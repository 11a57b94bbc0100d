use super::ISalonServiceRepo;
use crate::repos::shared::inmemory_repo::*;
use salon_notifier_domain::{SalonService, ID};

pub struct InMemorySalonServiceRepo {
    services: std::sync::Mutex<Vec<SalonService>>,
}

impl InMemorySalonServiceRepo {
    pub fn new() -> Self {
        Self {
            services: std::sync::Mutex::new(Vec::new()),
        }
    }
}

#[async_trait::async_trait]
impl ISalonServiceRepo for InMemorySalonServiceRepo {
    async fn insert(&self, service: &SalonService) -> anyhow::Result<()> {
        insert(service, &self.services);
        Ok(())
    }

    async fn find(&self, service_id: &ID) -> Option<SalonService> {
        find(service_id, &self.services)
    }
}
* * *
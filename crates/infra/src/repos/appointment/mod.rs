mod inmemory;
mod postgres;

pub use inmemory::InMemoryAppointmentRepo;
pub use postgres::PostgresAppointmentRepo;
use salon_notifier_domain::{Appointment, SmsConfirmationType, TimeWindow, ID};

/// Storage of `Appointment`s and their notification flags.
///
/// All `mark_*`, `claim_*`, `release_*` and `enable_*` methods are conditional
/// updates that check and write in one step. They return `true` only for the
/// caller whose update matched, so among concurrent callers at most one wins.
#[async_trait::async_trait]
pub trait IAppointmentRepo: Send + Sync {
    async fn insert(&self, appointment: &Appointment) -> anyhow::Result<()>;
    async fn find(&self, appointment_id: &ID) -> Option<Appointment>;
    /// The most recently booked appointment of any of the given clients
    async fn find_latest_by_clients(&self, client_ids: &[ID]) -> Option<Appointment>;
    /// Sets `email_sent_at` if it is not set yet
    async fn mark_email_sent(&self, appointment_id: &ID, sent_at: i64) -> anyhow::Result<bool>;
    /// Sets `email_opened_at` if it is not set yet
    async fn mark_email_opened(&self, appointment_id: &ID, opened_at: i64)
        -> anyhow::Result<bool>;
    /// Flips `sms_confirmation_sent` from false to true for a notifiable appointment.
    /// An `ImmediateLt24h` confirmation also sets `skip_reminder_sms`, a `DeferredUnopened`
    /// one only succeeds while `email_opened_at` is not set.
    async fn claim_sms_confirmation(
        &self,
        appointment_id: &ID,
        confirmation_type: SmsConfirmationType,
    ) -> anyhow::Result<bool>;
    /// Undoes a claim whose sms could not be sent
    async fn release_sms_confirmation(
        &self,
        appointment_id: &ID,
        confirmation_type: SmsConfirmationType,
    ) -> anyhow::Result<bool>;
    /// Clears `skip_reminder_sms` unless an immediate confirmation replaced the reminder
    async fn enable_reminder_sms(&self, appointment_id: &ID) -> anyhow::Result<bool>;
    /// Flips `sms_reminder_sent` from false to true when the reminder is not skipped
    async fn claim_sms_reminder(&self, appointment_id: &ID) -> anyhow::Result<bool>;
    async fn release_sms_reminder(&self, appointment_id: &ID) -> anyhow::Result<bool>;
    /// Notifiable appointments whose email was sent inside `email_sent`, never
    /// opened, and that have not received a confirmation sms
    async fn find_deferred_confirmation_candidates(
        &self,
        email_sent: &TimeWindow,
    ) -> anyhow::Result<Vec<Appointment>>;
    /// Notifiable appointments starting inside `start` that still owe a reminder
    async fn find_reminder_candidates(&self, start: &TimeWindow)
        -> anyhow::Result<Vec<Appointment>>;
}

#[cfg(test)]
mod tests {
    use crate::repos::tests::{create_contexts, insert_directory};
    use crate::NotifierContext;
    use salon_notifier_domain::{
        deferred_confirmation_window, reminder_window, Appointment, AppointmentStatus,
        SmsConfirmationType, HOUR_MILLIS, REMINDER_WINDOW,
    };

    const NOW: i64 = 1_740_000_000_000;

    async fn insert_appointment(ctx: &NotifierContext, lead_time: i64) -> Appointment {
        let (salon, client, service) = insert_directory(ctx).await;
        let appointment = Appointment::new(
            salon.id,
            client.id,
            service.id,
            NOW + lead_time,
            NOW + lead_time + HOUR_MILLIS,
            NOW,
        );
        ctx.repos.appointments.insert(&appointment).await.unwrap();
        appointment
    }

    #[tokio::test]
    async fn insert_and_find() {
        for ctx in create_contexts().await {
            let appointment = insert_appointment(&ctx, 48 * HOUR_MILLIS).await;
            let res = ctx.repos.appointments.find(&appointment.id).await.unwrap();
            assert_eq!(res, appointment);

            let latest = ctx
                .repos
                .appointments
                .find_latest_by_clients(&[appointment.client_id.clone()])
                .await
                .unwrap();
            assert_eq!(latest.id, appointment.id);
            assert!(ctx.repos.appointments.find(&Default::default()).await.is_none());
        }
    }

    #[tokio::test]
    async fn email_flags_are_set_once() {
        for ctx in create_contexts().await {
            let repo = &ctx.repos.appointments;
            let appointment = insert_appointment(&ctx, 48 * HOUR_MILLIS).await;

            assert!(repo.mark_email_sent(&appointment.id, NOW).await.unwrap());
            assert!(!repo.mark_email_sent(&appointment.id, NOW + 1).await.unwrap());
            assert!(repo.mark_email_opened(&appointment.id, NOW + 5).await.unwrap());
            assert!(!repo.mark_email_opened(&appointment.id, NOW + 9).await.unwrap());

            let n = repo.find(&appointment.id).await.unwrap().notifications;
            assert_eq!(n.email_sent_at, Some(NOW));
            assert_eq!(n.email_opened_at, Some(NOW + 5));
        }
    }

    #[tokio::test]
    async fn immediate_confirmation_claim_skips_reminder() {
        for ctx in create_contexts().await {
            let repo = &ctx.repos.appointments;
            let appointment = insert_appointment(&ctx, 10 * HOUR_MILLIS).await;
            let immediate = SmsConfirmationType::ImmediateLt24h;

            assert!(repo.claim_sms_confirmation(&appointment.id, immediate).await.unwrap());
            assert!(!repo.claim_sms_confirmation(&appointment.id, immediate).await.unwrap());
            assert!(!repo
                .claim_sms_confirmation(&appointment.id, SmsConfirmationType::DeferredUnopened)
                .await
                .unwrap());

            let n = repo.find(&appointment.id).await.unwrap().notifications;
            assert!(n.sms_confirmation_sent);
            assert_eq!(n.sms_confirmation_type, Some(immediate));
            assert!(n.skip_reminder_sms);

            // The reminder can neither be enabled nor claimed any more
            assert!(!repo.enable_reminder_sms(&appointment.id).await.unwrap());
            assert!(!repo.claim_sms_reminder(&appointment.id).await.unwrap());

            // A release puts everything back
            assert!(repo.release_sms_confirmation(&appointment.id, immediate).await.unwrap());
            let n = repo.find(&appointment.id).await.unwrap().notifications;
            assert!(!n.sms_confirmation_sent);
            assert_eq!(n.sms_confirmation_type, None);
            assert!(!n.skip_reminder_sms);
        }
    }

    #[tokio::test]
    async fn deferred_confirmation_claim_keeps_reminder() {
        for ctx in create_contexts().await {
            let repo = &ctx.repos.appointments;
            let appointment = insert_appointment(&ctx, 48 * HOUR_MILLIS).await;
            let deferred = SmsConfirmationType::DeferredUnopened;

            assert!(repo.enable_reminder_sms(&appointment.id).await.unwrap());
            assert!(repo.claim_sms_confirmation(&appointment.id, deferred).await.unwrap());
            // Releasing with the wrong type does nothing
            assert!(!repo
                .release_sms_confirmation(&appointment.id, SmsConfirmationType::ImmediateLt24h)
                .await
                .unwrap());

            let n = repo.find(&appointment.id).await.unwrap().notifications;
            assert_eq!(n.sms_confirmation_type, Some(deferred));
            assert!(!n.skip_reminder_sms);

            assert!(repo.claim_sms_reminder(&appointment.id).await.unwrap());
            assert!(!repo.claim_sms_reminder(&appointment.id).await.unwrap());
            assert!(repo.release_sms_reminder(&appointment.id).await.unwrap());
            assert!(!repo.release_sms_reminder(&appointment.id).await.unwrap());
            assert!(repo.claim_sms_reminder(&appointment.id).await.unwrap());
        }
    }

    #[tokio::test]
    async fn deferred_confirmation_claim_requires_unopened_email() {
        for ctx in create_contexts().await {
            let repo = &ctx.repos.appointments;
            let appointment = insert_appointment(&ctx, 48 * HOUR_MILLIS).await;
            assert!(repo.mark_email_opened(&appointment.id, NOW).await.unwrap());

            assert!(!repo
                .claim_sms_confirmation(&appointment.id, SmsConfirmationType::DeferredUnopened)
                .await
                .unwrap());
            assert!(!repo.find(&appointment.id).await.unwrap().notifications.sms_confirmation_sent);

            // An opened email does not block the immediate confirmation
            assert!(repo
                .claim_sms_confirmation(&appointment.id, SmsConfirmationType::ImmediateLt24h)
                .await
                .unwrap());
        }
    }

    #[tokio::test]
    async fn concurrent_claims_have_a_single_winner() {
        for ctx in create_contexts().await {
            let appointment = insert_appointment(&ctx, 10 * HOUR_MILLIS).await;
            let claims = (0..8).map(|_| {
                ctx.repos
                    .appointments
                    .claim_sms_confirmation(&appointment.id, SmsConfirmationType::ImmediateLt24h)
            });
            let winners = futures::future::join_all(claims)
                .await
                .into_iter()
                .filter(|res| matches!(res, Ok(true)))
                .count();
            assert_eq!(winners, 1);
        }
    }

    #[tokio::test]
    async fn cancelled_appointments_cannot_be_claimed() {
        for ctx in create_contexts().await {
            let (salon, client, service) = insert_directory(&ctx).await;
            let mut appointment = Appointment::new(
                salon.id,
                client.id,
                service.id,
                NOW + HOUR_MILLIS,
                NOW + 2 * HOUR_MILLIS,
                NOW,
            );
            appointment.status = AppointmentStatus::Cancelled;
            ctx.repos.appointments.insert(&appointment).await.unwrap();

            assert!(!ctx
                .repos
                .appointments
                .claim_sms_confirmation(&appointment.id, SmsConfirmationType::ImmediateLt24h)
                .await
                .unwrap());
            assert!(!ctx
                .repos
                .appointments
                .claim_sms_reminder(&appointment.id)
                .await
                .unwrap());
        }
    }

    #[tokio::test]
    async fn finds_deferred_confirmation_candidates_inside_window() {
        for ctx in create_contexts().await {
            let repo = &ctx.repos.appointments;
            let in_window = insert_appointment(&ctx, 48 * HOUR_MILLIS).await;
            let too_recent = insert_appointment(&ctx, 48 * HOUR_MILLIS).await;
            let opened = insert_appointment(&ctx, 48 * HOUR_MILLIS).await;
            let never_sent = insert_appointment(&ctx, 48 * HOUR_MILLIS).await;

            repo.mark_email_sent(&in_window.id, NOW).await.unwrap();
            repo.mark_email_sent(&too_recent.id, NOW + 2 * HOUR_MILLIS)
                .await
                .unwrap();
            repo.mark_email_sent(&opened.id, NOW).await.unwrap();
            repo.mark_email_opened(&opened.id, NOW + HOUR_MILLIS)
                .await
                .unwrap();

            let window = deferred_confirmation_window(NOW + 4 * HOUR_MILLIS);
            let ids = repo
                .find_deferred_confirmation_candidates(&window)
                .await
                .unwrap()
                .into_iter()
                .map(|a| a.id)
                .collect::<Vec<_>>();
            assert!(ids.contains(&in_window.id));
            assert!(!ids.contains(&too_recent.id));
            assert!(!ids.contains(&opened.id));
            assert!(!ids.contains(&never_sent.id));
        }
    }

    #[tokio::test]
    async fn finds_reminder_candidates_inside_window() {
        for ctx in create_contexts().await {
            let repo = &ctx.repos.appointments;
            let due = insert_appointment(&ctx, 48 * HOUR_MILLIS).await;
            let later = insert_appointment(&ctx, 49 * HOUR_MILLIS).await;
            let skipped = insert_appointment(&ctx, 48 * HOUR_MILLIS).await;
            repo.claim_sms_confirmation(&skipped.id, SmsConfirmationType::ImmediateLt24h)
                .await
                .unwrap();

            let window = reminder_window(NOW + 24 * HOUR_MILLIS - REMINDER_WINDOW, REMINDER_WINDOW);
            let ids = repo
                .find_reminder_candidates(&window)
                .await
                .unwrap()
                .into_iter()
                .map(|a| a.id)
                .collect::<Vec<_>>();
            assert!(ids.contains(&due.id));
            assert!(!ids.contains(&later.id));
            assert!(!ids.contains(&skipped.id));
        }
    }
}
--
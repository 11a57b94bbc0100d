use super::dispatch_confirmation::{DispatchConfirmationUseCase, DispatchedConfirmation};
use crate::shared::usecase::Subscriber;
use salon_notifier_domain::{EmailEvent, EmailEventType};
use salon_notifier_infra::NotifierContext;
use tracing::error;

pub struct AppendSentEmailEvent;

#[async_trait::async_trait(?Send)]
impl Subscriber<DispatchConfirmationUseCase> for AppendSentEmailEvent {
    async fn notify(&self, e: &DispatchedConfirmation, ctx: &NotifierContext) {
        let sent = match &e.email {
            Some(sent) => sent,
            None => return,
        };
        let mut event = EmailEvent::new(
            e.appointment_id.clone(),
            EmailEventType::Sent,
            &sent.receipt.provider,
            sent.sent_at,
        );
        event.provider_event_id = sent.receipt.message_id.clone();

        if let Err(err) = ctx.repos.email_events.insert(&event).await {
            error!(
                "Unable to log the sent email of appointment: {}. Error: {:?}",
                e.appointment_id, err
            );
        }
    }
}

▸ PROBLEM TO WORK ON:
Within the material above, extract exactly the lines that start at the line containing "assert!(ids.contains(&in_window.id));" and stop after the line containing "async fn finds_reminder_candidates_inside_window()", and only those.

▸ SOLUTION FOR THIS EXERCISE:
            assert!(ids.contains(&in_window.id));
            assert!(!ids.contains(&too_recent.id));
            assert!(!ids.contains(&opened.id));
            assert!(!ids.contains(&never_sent.id));
        }
    }

    #[tokio::test]
    async fn finds_reminder_candidates_inside_window() {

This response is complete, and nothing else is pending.